Nicolas Theux: Notre volonté de collaborer et de coopérer est le reflet de l’attitude de l’école valaisanne en général. Certaines de nos initiatives développées au fil des ans ont cependant été impactées par le Covid.

Nicolas, vous arrive-t-il d’envier le job de Patrice, et vice-versa, vous disant que c’est plus simple au primaire ou au CO?

Nicolas Theux: Je n’ai pas une connaissance détaillée de ce que vit Patrice au quotidien, mais il me paraît par exemple plus facile de solliciter les parents pour accompagner les élèves lors d’une journée à ski au primaire qu’au CO.

Patrice Moret: Comme les élèves au CO sont plus autonomes, cela doit faciliter considérablement l’organisation des déplacements, alors qu’au primaire il faut gérer quantité de paramètres dans les menus détails, ce qui rend tout très vite compliqué dès qu’on veut sortir du cadre.

Une école ouverte sur la ville, est-ce un horizon élargi?

Patrice Moret: Oui, car nos écoles participent régulièrement aux manifestations organisées par la ville. Cette implication est précieuse pour tout le monde, et c’est toujours avec plaisir que l’école se tourne vers l’extérieur. Au primaire, nous avons des postes d’enseignants communaux au sein de l’école, ce qui aide probablement à nouer ce lien, et la personne qui coordonne le sport contribue au rapprochement avec le CO.

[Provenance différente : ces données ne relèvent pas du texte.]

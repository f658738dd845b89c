//! Brickfall - a brick breaker game core
//!
//! Core modules:
//! - `sim`: Frame-stepped simulation (ball physics, collisions, levels, progression)
//! - `settings`: Data-driven game configuration
//! - `highscores`: Top-10 leaderboard
//! - `error`: Error types surfaced at the simulation boundary
//!
//! Rendering, audio and menus are not part of this crate. They observe the
//! simulation through [`sim::GameState`] geometry and the [`sim::GameEvent`] queue.

pub mod error;
pub mod highscores;
pub mod settings;
pub mod sim;

pub use error::SimError;
pub use highscores::HighScores;
pub use settings::Settings;

/// Game configuration defaults
///
/// All speeds are in pixels per frame; the simulation advances one frame per tick.
pub mod consts {
    /// Target frame rate for the outer loop
    pub const FPS: u32 = 120;

    /// Playfield dimensions
    pub const SCREEN_WIDTH: f32 = 800.0;
    pub const SCREEN_HEIGHT: f32 = 600.0;

    /// Brick cell size
    pub const BRICK_WIDTH: f32 = 100.0;
    pub const BRICK_HEIGHT: f32 = 20.0;

    /// Paddle defaults
    pub const PADDLE_WIDTH: f32 = 100.0;
    pub const PADDLE_HEIGHT: f32 = 20.0;
    pub const PADDLE_SPEED: f32 = 6.0;
    /// Distance from the bottom of the screen to the paddle's top edge
    pub const PADDLE_BOTTOM_OFFSET: f32 = 60.0;

    /// Ball defaults
    pub const BALL_RADIUS: f32 = 15.0;
    pub const BALL_SPEED: f32 = 5.0;
    /// Launch direction spread from vertical at the screen edges (degrees)
    pub const MAX_LAUNCH_ANGLE: f32 = 45.0;
    /// Spin decays by this factor every frame
    pub const SPIN_FRICTION: f32 = 0.98;
    /// Spin (radians per frame) gained per degree of bounce perturbation
    pub const SPIN_PER_DEGREE: f32 = 0.01;

    /// Paddle reflection: full deflection at the paddle edge (degrees)
    pub const MAX_REFLECTION_ANGLE: f32 = 90.0;
    /// Minimum vertical speed after any bounce
    pub const MIN_Y_VELOCITY: f32 = 1.5;
    /// Random perturbation applied to every bounce (± degrees)
    pub const BOUNCE_JITTER: f32 = 3.0;

    /// Moving bricks
    pub const MOVING_BRICK_CHANCE: f64 = 0.15;
    pub const MOVING_BRICK_SPEED: i32 = 3;
    /// Frames before a moving brick may reverse again after hitting a neighbour
    pub const BRICK_COLLISION_COOLDOWN: u32 = 10;
    /// Frames before a moving brick may reverse again after hitting a wall
    pub const WALL_COLLISION_COOLDOWN: u32 = 5;
    /// Spawned power-up balls leave within this downward cone (degrees from horizontal)
    pub const SPAWN_ANGLE_MIN: f32 = 60.0;
    pub const SPAWN_ANGLE_MAX: f32 = 120.0;

    /// Scoring and lives
    pub const BRICK_REWARD: u32 = 10;
    pub const STARTING_LIVES: u32 = 3;

    /// Difficulty progression
    pub const MIN_DIFFICULTY: f32 = 1.0;
    pub const MAX_DIFFICULTY: f32 = 10.0;
    pub const DIFFICULTY_STEP: f32 = 0.2;

    /// Level banner overlay duration (2 seconds at 120 Hz)
    pub const BANNER_DURATION_FRAMES: u32 = 2 * 120;
}

/// Sign of `value` as -1, 0 or 1 (unlike `f32::signum`, zero maps to zero)
#[inline]
pub fn sign(value: f32) -> f32 {
    if value > 0.0 {
        1.0
    } else if value < 0.0 {
        -1.0
    } else {
        0.0
    }
}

Nicolas Theux: Les impulsions des milieux politiques sont utiles pour accompagner certaines activités citoyennes ou différents projets, comme le passage de la classe bilingue, de la 8H à la 9CO. La filière créée par les écoles communales primaires de Martigny arrive désormais au CO et il s’agit d’assurer la transition au mieux. Une table ronde vient d’avoir lieu à Charrat à ce propos, ce qui incite à de nouvelles réflexions. 

Patrice, comment percevez-vous la verticalité entre le préscolaire et la 1H, et Nicolas celle entre le CO et le secondaire II?

Patrice Moret: Au primaire, nous tentons d’améliorer la transition avec le préscolaire, mais cela s’avère complexe, car il y a de très nombreux interlocuteurs, dont en priorité les parents avec qui nous n’avons pas de contact avant l’entrée à l’école, et les structures de la petite enfance. De janvier à juin, nous accueillons ponctuellement des enfants qui vont commencer l’école en août et une enseignante fait de la socialisation et propose des activités pour se familiariser à l’entrée à l’école. Même si nous travaillons déjà avec le Service de la petite enfance et celui de l’intégration, nous devons encore le faire davantage en amont, avec pour objectif de trouver des solutions pour certains enfants qui n’ont pas connu autre chose qu’un écran et ont des comportements inadaptés lors de l’entrée en 1H.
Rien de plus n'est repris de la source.